ACTION ITEM: In the entries below, find each line with the word "SharedDocument" and pull it out.

INPUT DATA:
---+---

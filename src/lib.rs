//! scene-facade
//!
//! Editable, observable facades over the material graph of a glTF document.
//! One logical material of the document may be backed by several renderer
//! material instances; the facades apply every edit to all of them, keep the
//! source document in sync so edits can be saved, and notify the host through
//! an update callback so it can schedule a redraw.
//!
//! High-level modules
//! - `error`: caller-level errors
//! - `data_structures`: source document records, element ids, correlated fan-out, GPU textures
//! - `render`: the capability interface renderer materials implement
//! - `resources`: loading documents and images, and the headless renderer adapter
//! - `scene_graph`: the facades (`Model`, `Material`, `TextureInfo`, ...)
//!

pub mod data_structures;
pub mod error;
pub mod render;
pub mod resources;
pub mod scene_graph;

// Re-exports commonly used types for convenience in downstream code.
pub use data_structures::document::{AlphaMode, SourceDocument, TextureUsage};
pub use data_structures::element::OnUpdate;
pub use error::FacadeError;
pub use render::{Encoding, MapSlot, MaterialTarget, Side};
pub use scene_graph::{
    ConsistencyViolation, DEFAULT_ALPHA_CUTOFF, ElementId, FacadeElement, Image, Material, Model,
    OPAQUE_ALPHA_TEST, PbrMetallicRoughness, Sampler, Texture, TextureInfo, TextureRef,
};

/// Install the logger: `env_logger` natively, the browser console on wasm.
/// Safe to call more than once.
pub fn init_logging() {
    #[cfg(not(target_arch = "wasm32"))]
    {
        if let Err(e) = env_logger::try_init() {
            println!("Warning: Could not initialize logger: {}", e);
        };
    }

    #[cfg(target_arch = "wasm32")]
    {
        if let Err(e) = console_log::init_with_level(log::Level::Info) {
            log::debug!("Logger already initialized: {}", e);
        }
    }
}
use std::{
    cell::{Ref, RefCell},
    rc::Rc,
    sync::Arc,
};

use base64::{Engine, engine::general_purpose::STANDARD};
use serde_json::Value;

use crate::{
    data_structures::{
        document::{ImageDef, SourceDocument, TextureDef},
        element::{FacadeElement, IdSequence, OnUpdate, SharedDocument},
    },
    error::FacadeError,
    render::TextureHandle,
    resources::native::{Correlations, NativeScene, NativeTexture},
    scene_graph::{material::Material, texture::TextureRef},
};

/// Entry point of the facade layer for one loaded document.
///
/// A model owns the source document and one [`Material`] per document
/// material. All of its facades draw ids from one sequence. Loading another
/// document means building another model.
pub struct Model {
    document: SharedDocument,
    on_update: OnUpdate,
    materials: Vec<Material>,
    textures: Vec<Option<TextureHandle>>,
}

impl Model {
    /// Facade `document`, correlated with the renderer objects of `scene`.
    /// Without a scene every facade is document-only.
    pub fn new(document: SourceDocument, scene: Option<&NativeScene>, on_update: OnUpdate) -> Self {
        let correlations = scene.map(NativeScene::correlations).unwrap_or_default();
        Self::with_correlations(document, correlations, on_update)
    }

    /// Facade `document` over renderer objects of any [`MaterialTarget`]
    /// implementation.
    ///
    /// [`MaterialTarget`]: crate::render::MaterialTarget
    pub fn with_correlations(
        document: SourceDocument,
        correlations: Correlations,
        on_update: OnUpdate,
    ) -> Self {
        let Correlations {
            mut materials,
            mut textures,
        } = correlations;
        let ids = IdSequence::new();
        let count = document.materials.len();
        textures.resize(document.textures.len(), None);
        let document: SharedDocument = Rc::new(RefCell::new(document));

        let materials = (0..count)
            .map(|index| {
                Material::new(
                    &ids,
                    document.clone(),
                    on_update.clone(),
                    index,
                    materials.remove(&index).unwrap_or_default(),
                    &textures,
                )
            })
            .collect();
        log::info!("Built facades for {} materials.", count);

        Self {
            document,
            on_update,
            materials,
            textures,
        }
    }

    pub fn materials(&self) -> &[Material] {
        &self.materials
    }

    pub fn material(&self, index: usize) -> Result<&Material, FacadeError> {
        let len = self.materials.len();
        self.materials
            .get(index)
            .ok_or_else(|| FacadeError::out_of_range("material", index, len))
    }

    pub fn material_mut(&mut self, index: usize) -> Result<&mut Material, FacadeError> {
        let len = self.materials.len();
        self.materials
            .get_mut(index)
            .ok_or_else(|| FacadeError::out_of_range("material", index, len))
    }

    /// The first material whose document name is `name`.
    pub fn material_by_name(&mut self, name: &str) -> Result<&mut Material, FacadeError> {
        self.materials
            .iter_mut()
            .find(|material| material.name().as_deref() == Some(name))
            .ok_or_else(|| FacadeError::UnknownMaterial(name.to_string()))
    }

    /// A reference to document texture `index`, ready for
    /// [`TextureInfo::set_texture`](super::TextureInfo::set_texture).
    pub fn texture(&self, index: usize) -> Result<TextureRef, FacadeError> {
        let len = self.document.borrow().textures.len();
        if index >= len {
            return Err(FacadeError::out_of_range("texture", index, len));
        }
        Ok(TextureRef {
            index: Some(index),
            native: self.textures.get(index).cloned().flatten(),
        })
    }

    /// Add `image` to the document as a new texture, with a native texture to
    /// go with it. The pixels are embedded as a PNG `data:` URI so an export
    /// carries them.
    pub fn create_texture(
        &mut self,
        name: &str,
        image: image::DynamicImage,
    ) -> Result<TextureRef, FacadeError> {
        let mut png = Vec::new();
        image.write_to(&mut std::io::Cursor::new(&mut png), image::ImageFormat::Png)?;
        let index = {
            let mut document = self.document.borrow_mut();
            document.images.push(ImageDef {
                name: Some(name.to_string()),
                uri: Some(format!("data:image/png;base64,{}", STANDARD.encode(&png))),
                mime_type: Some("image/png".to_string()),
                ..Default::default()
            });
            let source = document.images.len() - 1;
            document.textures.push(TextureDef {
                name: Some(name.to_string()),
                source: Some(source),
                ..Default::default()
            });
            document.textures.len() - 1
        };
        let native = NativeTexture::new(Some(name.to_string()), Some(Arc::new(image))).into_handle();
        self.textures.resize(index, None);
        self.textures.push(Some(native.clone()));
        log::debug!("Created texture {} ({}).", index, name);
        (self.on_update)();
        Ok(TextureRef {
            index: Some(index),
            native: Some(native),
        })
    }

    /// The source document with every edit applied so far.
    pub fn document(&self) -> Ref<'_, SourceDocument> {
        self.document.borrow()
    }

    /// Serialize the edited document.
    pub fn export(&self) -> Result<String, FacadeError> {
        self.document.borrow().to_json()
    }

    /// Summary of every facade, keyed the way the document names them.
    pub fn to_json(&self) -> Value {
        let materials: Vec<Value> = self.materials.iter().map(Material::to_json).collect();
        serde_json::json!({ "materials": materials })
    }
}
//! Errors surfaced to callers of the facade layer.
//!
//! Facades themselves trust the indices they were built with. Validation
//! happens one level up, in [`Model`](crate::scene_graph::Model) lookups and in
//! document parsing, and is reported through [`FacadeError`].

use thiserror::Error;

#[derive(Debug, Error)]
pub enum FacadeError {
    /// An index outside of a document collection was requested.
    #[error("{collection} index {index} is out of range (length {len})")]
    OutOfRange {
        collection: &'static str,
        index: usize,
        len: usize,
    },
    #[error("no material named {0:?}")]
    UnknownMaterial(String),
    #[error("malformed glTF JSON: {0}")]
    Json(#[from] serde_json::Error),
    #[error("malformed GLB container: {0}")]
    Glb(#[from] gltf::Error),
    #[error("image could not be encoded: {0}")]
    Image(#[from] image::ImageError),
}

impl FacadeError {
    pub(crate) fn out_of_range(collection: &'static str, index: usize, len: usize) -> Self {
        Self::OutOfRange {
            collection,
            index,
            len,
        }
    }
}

---+---

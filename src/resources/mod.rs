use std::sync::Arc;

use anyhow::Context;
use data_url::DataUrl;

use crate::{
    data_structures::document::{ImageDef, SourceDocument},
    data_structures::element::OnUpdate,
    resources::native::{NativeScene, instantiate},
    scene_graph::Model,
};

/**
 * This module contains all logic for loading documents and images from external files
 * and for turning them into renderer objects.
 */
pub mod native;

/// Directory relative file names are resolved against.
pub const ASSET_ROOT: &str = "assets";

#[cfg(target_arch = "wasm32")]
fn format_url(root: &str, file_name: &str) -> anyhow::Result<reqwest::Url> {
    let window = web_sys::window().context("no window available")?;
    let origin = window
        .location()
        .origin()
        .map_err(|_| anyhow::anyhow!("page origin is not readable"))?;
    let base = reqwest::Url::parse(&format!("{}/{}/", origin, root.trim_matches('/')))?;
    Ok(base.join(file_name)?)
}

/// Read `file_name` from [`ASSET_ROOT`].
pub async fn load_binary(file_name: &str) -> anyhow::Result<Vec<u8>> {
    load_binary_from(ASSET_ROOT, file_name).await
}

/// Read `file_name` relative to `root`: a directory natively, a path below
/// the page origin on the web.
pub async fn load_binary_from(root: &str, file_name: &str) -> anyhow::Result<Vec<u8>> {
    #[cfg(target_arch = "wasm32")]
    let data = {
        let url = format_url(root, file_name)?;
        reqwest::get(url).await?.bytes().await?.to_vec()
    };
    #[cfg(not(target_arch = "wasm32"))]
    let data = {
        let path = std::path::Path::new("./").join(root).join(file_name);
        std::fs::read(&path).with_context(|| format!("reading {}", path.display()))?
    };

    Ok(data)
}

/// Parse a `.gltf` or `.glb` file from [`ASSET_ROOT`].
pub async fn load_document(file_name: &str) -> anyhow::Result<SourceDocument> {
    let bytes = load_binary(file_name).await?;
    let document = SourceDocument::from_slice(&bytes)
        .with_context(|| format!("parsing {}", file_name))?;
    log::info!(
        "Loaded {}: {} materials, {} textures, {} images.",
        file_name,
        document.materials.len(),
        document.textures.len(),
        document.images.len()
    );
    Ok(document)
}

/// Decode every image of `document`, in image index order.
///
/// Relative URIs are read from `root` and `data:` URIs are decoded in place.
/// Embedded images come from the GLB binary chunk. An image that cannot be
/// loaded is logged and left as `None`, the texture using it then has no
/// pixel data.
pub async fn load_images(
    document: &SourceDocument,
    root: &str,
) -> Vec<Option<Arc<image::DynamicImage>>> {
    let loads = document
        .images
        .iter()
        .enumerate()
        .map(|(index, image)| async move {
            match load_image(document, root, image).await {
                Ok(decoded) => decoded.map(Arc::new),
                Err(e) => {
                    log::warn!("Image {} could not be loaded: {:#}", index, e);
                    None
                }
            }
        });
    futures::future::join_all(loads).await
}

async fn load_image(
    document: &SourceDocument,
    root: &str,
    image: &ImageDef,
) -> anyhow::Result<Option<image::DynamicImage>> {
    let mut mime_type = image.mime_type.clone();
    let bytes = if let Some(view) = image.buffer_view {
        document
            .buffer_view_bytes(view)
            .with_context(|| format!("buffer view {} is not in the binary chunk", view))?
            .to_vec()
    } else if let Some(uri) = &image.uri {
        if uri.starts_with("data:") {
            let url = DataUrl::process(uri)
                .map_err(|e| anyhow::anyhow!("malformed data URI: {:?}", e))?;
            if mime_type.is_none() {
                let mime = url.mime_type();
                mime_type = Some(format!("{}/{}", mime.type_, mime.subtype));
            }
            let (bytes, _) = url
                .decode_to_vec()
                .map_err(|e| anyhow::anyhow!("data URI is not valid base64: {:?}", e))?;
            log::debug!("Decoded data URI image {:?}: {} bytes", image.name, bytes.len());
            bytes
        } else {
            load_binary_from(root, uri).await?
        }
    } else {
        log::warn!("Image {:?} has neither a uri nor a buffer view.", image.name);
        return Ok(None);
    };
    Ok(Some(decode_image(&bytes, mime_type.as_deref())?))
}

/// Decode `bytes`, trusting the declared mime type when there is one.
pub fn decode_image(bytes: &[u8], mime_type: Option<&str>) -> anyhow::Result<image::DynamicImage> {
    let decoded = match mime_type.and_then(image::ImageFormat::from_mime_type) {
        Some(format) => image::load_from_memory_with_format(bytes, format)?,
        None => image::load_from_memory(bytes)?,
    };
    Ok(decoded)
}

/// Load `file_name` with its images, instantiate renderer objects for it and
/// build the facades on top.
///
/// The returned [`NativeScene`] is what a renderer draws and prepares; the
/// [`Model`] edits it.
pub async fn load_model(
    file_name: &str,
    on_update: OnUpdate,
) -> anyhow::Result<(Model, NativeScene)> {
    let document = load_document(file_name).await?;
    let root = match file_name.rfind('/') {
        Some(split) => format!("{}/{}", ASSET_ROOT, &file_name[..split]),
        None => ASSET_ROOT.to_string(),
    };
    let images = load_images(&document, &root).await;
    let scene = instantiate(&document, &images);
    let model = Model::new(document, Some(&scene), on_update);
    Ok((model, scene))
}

---+---

ANSWER:
        element::{FacadeElement, IdSequence, OnUpdate, SharedDocument},
    document: SharedDocument,
        let document: SharedDocument = Rc::new(RefCell::new(document));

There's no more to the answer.